── Raw data

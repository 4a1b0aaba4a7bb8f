//! Normalization of one cell's content into a single text value.
//!
//! Superscript and subscript runs (footnote markers and the like) separate the
//! distinct values a cell holds; the marker text itself is dropped. Baseline runs
//! between two markers are trimmed and glued together, and the resulting segments
//! are joined with `,`.
use crate::error::NestedSheetError;
use crate::spreadsheet::cell::CellContent;
use crate::spreadsheet::cell::ScriptOffset;
use crate::spreadsheet::cell::TextRun;

/// Normalizes the content of one cell.
pub fn normalize_cell_text(content: &CellContent) -> Result<String, NestedSheetError> {
    match content {
        CellContent::Blank => Ok(String::new()),
        CellContent::Boolean(value) => Ok(value.to_string()),
        CellContent::Number(value) => Ok(format_number(*value)),
        CellContent::Text(runs) => normalize_runs(runs),
        other => Err(NestedSheetError::UnsupportedFormat(format!(
            "Cell kind '{}' is not supported",
            other.kind()
        ))),
    }
}

/// Integral values print without a fraction, others in the shortest float form.
fn format_number(value: f64) -> String {
    if value.fract() == 0.0 && value.abs() < i64::MAX as f64 {
        (value as i64).to_string()
    } else {
        value.to_string()
    }
}

fn normalize_runs(runs: &[TextRun]) -> Result<String, NestedSheetError> {
    if runs.len() <= 1 {
        return Ok(runs.first().map(|run| run.text.trim().to_owned()).unwrap_or_default());
    }

    let mut segments = Vec::<String>::new();
    let mut buffer = String::new();
    for run in runs {
        match &run.offset {
            ScriptOffset::None => buffer.push_str(run.text.trim()),
            ScriptOffset::Superscript | ScriptOffset::Subscript => {
                if !buffer.is_empty() {
                    segments.push(std::mem::take(&mut buffer));
                }
            }
            ScriptOffset::Other(offset) => {
                return Err(NestedSheetError::UnsupportedFormat(format!(
                    "Unexpected script offset '{}' in text run '{}'",
                    offset, run.text
                )));
            }
        }
    }
    if !buffer.is_empty() {
        segments.push(buffer);
    }
    Ok(segments.join(","))
}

────

What lines above contain "values"? Copy them out.

//! distinct values a cell holds; the marker text itself is dropped. Baseline runs
/// Integral values print without a fraction, others in the shortest float form.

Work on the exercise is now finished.